The blue stain is a stain called DAFFIE. Then the red is staining of O-GlcNAC, which is
the post-translational modification that we’re interested in. All of these here are cells
that are going to turn into embryos once they’re fertilized.
The work that we do in John’s lab is a lot of work that is very basic research. We want
to understand a very fundamental problem that can later be applied to understanding a much
bigger problem. Then I do genetic crossings. We literally
pick worms under plates. Males and hermaphrodites. We set up classes in order to combine different
mutations that might be of interest to us. The Hanover lab, as a whole, is made up of
post-docs that work very well together. I think it’s important to either collaborate
closely on projects, or at the very least, talk with one another, to improve your experimental
strategy, or how you’re writing a paper. Speaker 2: We’re interested in using some
of your lysates to see if we could capture any more.

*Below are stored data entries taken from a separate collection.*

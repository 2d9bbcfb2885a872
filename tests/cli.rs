use assert_cmd::Command;
use predicates::prelude::*;
use std::fs::write;
use tempfile::NamedTempFile;

/// Creates a minimal config file for the CLI to read.
fn create_minimal_config() -> NamedTempFile {
    let config = NamedTempFile::new().expect("Creating temp config file failed");
    write(
        config.path(),
        b"appwrite:\n  endpoint: https://appwrite.invalid/v1\n  project_id: storefront\n  database_id: db\nseed:\n  bucket_id: images\n  collections:\n    categories: categories\n    customizations: customizations\n    menu: menu\n    menu_customizations: menu_customizations\n",
    )
    .expect("Writing temp config failed");
    config
}

#[test]
fn validate_accepts_bundled_dataset() {
    let mut cmd = Command::cargo_bin("storefront-seed").expect("Binary exists");
    cmd.arg("validate");
    cmd.assert()
        .success()
        .stdout(predicate::str::contains("Dataset is valid"));
}

#[test]
fn rust_log_controls_log_verbosity() {
    let mut cmd = Command::cargo_bin("storefront-seed").expect("Binary exists");
    cmd.arg("validate").env("RUST_LOG", "debug");
    cmd.assert()
        .success()
        .stdout(predicate::str::contains("Dataset validated without problems"));

    let mut quiet = Command::cargo_bin("storefront-seed").expect("Binary exists");
    quiet.arg("validate").env("RUST_LOG", "warn");
    quiet
        .assert()
        .success()
        .stdout(predicate::str::contains("Dataset validated without problems").not());
}

#[test]
fn validate_rejects_dataset_with_unresolved_category() {
    let data = NamedTempFile::new().expect("temp dataset");
    write(
        data.path(),
        r#"{
  "categories": [{ "name": "Pizzas", "description": "Cheesy" }],
  "customizations": [{ "name": "Extra Cheese", "price": 25, "type": "topping" }],
  "menu": [{
    "name": "Cheeseburger",
    "description": "Beef patty",
    "image_url": "https://cdn.example.com/burger.png",
    "price": 25.99,
    "rating": 4.5,
    "calories": 550,
    "protein": 25,
    "category_name": "Burgers",
    "customizations": ["Extra Cheese"]
  }]
}"#,
    )
    .unwrap();

    let mut cmd = Command::cargo_bin("storefront-seed").expect("Binary exists");
    cmd.arg("validate").arg("--data").arg(data.path());
    cmd.assert()
        .failure()
        .stderr(predicate::str::contains("unresolved category \"Burgers\""));
}

#[test]
fn seed_refuses_to_run_without_api_key() {
    let config = create_minimal_config();
    let mut cmd = Command::cargo_bin("storefront-seed").expect("Binary exists");
    cmd.arg("seed")
        .arg("--config")
        .arg(config.path())
        .env_remove("APPWRITE_API_KEY");

    cmd.assert()
        .failure()
        .stderr(predicate::str::contains("APPWRITE_API_KEY"));
}

use std::sync::{Arc, Mutex};
use tracing_subscriber::prelude::*; // needed for .with()
use tracing_subscriber::{layer::Context, Layer, Registry};

/// Custom Layer to collect emitted event messages.
struct EventCollector {
    events: Arc<Mutex<Vec<String>>>,
}

impl<S> Layer<S> for EventCollector
where
    S: tracing::Subscriber,
{
    fn on_event(&self, event: &tracing::Event<'_>, _ctx: Context<'_, S>) {
        use std::fmt::Write as FmtWrite;
        let mut msg = String::new();
        let _ = write!(&mut msg, "{:?}", event);
        self.events.lock().unwrap().push(msg);
    }
}

#[tokio::test]
async fn emits_trace_initialised_event() {
    let events = Arc::new(Mutex::new(Vec::new()));
    let collector = EventCollector {
        events: events.clone(),
    };
    let subscriber = Registry::default().with(collector);
    let _guard = tracing::subscriber::set_default(subscriber);

    use storefront_seed::cli::{run, Cli, Commands};

    // A missing config file makes run() fail after the first event.
    let cli = Cli {
        command: Commands::Seed {
            config: std::path::PathBuf::from("dummy.yaml"),
            data: None,
        },
    };

    let result = run(cli).await;
    assert!(result.is_err(), "missing config must fail");

    let event_msgs = events.lock().unwrap();
    assert!(
        event_msgs.iter().any(|msg| msg.contains("trace_initialised")),
        "Expected a 'trace_initialised' trace event, got: {:?}",
        event_msgs
    );
}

Michelle: That’s a really good idea. Do you think that we could use the C. elegans’s LGTNA
lysates? Speaker 2: I don’t see why not. How is it
that you usually prepare them? Michelle: The main reason why I love this
job is because I get to discover something new that no one else has discovered before.
I get to do that on a daily basis. I get to make incremental steps toward a bigger goal:
understanding something that is maybe a small part of a big picture, but once you put small
parts together, you get a much broader understanding of a whole topic, and that’s really exciting.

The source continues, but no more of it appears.